— EXERCISE —
Retype each line of the listing below, word for word.

BEGIN DATA TO EXAMINE

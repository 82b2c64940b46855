//! Remote dataset retrieval with local disk caching.

use std::fs;
use std::path::PathBuf;

use futures::StreamExt;
use indicatif::{ProgressBar, ProgressStyle};
use reqwest::Client;
use tempfile::NamedTempFile;
use tokio::io::AsyncWriteExt;
use tracing::{info, instrument, warn};

use crate::{
    DataError, DatasetLoader, POSTINGS_FILE_NAME, Result, SHAPE_FILE_NAME, ShapeDataset,
    default_cache_dir, parse_shape_records, read_dataset_dir, write_dataset_dir,
};

/// Loader that fetches the two dataset files from a remote store.
///
/// Downloaded snapshots are cached under `cache_dir/<version or "current">`
/// and served from there on subsequent loads unless `force_refresh` is set.
#[derive(Debug, Clone)]
pub struct HttpDatasetLoader {
    base_url: String,
    cache_dir: PathBuf,
    cache_local: bool,
}

impl HttpDatasetLoader {
    pub fn new(base_url: impl Into<String>) -> Self {
        Self {
            base_url: base_url.into(),
            cache_dir: default_cache_dir(),
            cache_local: true,
        }
    }

    /// Override the on-disk cache root.
    #[must_use]
    pub fn with_cache_dir(mut self, dir: impl Into<PathBuf>) -> Self {
        self.cache_dir = dir.into();
        self
    }

    /// Disable writing fetched snapshots to the local cache.
    #[must_use]
    pub fn without_local_cache(mut self) -> Self {
        self.cache_local = false;
        self
    }

    fn version_url(&self, version: Option<&str>) -> String {
        let base = self.base_url.trim_end_matches('/');
        match version {
            Some(v) => format!("{base}/v/{v}/"),
            None => format!("{base}/"),
        }
    }

    fn version_cache_dir(&self, version: Option<&str>) -> PathBuf {
        self.cache_dir.join(version.unwrap_or("current"))
    }
}

impl DatasetLoader for HttpDatasetLoader {
    #[instrument(name = "Load dataset over HTTP", skip_all, level = "info")]
    fn load_dataset(&self, version: Option<&str>, force_refresh: bool) -> Result<ShapeDataset> {
        let local = self.version_cache_dir(version);
        if local.join(SHAPE_FILE_NAME).exists() && !force_refresh {
            info!(dir = %local.display(), "Serving dataset from local cache");
            return read_dataset_dir(&local);
        }

        let base = self.version_url(version);
        let (shape_file, postings_file) = download_dataset_files(&base)?;

        let shapes = {
            let raw = fs::read_to_string(shape_file.path())?;
            parse_shape_records(serde_json::from_str(&raw)?)
        };
        if shapes.is_empty() {
            return Err(DataError::EmptyDataset);
        }
        let postings = match postings_file {
            Some(file) => {
                let raw = fs::read_to_string(file.path())?;
                Some(serde_json::from_str(&raw)?)
            }
            None => None,
        };

        let dataset = ShapeDataset { shapes, postings };
        if self.cache_local {
            write_dataset_dir(&local, &dataset)?;
        }
        Ok(dataset)
    }
}

/// The shape file is required; posting lists are a dataset option, so a
/// failed postings download degrades to computing grams locally.
#[instrument(name = "Download dataset files", skip_all, level = "info")]
fn download_dataset_files(base_url: &str) -> Result<(NamedTempFile, Option<NamedTempFile>)> {
    let rt = tokio::runtime::Runtime::new()?;

    rt.block_on(async {
        let client = Client::new();

        let shape_url = format!("{base_url}{SHAPE_FILE_NAME}");
        let postings_url = format!("{base_url}{POSTINGS_FILE_NAME}");
        let (shape_file, postings_file) = tokio::join!(
            download_to_temp_file(&client, &shape_url),
            download_to_temp_file(&client, &postings_url),
        );

        let postings_file = match postings_file {
            Ok(file) => Some(file),
            Err(e) => {
                warn!(error = %e, "Postings download failed, grams will be computed locally");
                None
            }
        };
        Ok((shape_file?, postings_file))
    })
}

async fn download_to_temp_file(client: &Client, url: &str) -> Result<NamedTempFile> {
    info!(url, "Starting download");
    let response = client.get(url).send().await?;
    if !response.status().is_success() {
        let file = url.split('/').next_back().unwrap_or(url).to_string();
        let reason = format!("status {}", response.status());
        return Err(DataError::FetchRejected { file, reason });
    }

    let total_size = response.content_length().unwrap_or(0);

    let pb = ProgressBar::new(total_size);
    pb.set_style(ProgressStyle::default_bar()
        .template("{msg}\n{spinner:.green} [{elapsed_precise}] [{wide_bar:.cyan/blue}] {bytes}/{total_bytes} ({bytes_per_sec}, {eta})").expect("Progress bar template")
        .progress_chars("█░"));
    pb.set_message(format!(
        "Downloading {}",
        url.split('/').next_back().unwrap_or(url)
    ));

    let temp_file = NamedTempFile::new()?;
    let mut dest_file = tokio::fs::File::create(temp_file.path()).await?;

    let mut stream = response.bytes_stream();
    while let Some(item) = stream.next().await {
        let chunk = item?;
        dest_file.write_all(&chunk).await?;
        pb.inc(chunk.len() as u64);
    }
    dest_file.flush().await?;
    pb.finish_and_clear();
    Ok(temp_file)
}

#[cfg(test)]
mod tests {
    use super::*;

    #[test]
    fn version_paths_are_built_correctly() {
        let loader = HttpDatasetLoader::new("https://store.example.com/geo/");
        assert_eq!(
            loader.version_url(None),
            "https://store.example.com/geo/"
        );
        assert_eq!(
            loader.version_url(Some("2024-06-01")),
            "https://store.example.com/geo/v/2024-06-01/"
        );
    }

    #[test]
    fn cache_dir_is_keyed_by_version() {
        let loader = HttpDatasetLoader::new("https://store.example.com").with_cache_dir("/tmp/sd");
        assert_eq!(
            loader.version_cache_dir(None),
            PathBuf::from("/tmp/sd/current")
        );
        assert_eq!(
            loader.version_cache_dir(Some("42")),
            PathBuf::from("/tmp/sd/42")
        );
    }

    #[test]
    fn cached_snapshot_is_served_without_network() {
        let dir = tempfile::tempdir().unwrap();
        let dataset = crate::test_data::small_dataset();
        write_dataset_dir(&dir.path().join("current"), &dataset).unwrap();

        // Unroutable base URL: any network attempt would fail.
        let loader =
            HttpDatasetLoader::new("http://invalid.localdomain").with_cache_dir(dir.path());
        let loaded = loader.load_dataset(None, false).unwrap();
        assert_eq!(loaded.shapes.len(), dataset.shapes.len());
    }
}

END DATA TO EXAMINE

— THE COMPLETED TASK —
repository 82b2c64940b46855
//! Remote dataset retrieval with local disk caching.

use std::fs;
use std::path::PathBuf;

use futures::StreamExt;
use indicatif::{ProgressBar, ProgressStyle};
use reqwest::Client;
use tempfile::NamedTempFile;
use tokio::io::AsyncWriteExt;
use tracing::{info, instrument, warn};

use crate::{
    DataError, DatasetLoader, POSTINGS_FILE_NAME, Result, SHAPE_FILE_NAME, ShapeDataset,
    default_cache_dir, parse_shape_records, read_dataset_dir, write_dataset_dir,
};

/// Loader that fetches the two dataset files from a remote store.
///
/// Downloaded snapshots are cached under `cache_dir/<version or "current">`
/// and served from there on subsequent loads unless `force_refresh` is set.
#[derive(Debug, Clone)]
pub struct HttpDatasetLoader {
    base_url: String,
    cache_dir: PathBuf,
    cache_local: bool,
}

impl HttpDatasetLoader {
    pub fn new(base_url: impl Into<String>) -> Self {
        Self {
            base_url: base_url.into(),
            cache_dir: default_cache_dir(),
            cache_local: true,
        }
    }

    /// Override the on-disk cache root.
    #[must_use]
    pub fn with_cache_dir(mut self, dir: impl Into<PathBuf>) -> Self {
        self.cache_dir = dir.into();
        self
    }

    /// Disable writing fetched snapshots to the local cache.
    #[must_use]
    pub fn without_local_cache(mut self) -> Self {
        self.cache_local = false;
        self
    }

    fn version_url(&self, version: Option<&str>) -> String {
        let base = self.base_url.trim_end_matches('/');
        match version {
            Some(v) => format!("{base}/v/{v}/"),
            None => format!("{base}/"),
        }
    }

    fn version_cache_dir(&self, version: Option<&str>) -> PathBuf {
        self.cache_dir.join(version.unwrap_or("current"))
    }
}

impl DatasetLoader for HttpDatasetLoader {
    #[instrument(name = "Load dataset over HTTP", skip_all, level = "info")]
    fn load_dataset(&self, version: Option<&str>, force_refresh: bool) -> Result<ShapeDataset> {
        let local = self.version_cache_dir(version);
        if local.join(SHAPE_FILE_NAME).exists() && !force_refresh {
            info!(dir = %local.display(), "Serving dataset from local cache");
            return read_dataset_dir(&local);
        }

        let base = self.version_url(version);
        let (shape_file, postings_file) = download_dataset_files(&base)?;

        let shapes = {
            let raw = fs::read_to_string(shape_file.path())?;
            parse_shape_records(serde_json::from_str(&raw)?)
        };
        if shapes.is_empty() {
            return Err(DataError::EmptyDataset);
        }
        let postings = match postings_file {
            Some(file) => {
                let raw = fs::read_to_string(file.path())?;
                Some(serde_json::from_str(&raw)?)
            }
            None => None,
        };

        let dataset = ShapeDataset { shapes, postings };
        if self.cache_local {
            write_dataset_dir(&local, &dataset)?;
        }
        Ok(dataset)
    }
}

/// The shape file is required; posting lists are a dataset option, so a
/// failed postings download degrades to computing grams locally.
#[instrument(name = "Download dataset files", skip_all, level = "info")]
fn download_dataset_files(base_url: &str) -> Result<(NamedTempFile, Option<NamedTempFile>)> {
    let rt = tokio::runtime::Runtime::new()?;

    rt.block_on(async {
        let client = Client::new();

        let shape_url = format!("{base_url}{SHAPE_FILE_NAME}");
        let postings_url = format!("{base_url}{POSTINGS_FILE_NAME}");
        let (shape_file, postings_file) = tokio::join!(
            download_to_temp_file(&client, &shape_url),
            download_to_temp_file(&client, &postings_url),
        );

        let postings_file = match postings_file {
            Ok(file) => Some(file),
            Err(e) => {
                warn!(error = %e, "Postings download failed, grams will be computed locally");
                None
            }
        };
        Ok((shape_file?, postings_file))
    })
}

async fn download_to_temp_file(client: &Client, url: &str) -> Result<NamedTempFile> {
    info!(url, "Starting download");
    let response = client.get(url).send().await?;
    if !response.status().is_success() {
        let file = url.split('/').next_back().unwrap_or(url).to_string();
        let reason = format!("status {}", response.status());
        return Err(DataError::FetchRejected { file, reason });
    }

    let total_size = response.content_length().unwrap_or(0);

    let pb = ProgressBar::new(total_size);
    pb.set_style(ProgressStyle::default_bar()
        .template("{msg}\n{spinner:.green} [{elapsed_precise}] [{wide_bar:.cyan/blue}] {bytes}/{total_bytes} ({bytes_per_sec}, {eta})").expect("Progress bar template")
        .progress_chars("█░"));
    pb.set_message(format!(
        "Downloading {}",
        url.split('/').next_back().unwrap_or(url)
    ));

    let temp_file = NamedTempFile::new()?;
    let mut dest_file = tokio::fs::File::create(temp_file.path()).await?;

    let mut stream = response.bytes_stream();
    while let Some(item) = stream.next().await {
        let chunk = item?;
        dest_file.write_all(&chunk).await?;
        pb.inc(chunk.len() as u64);
    }
    dest_file.flush().await?;
    pb.finish_and_clear();
    Ok(temp_file)
}

#[cfg(test)]
mod tests {
    use super::*;

    #[test]
    fn version_paths_are_built_correctly() {
        let loader = HttpDatasetLoader::new("https://store.example.com/geo/");
        assert_eq!(
            loader.version_url(None),
            "https://store.example.com/geo/"
        );
        assert_eq!(
            loader.version_url(Some("2024-06-01")),
            "https://store.example.com/geo/v/2024-06-01/"
        );
    }

    #[test]
    fn cache_dir_is_keyed_by_version() {
        let loader = HttpDatasetLoader::new("https://store.example.com").with_cache_dir("/tmp/sd");
        assert_eq!(
            loader.version_cache_dir(None),
            PathBuf::from("/tmp/sd/current")
        );
        assert_eq!(
            loader.version_cache_dir(Some("42")),
            PathBuf::from("/tmp/sd/42")
        );
    }

    #[test]
    fn cached_snapshot_is_served_without_network() {
        let dir = tempfile::tempdir().unwrap();
        let dataset = crate::test_data::small_dataset();
        write_dataset_dir(&dir.path().join("current"), &dataset).unwrap();

        // Unroutable base URL: any network attempt would fail.
        let loader =
            HttpDatasetLoader::new("http://invalid.localdomain").with_cache_dir(dir.path());
        let loaded = loader.load_dataset(None, false).unwrap();
        assert_eq!(loaded.shapes.len(), dataset.shapes.len());
    }
}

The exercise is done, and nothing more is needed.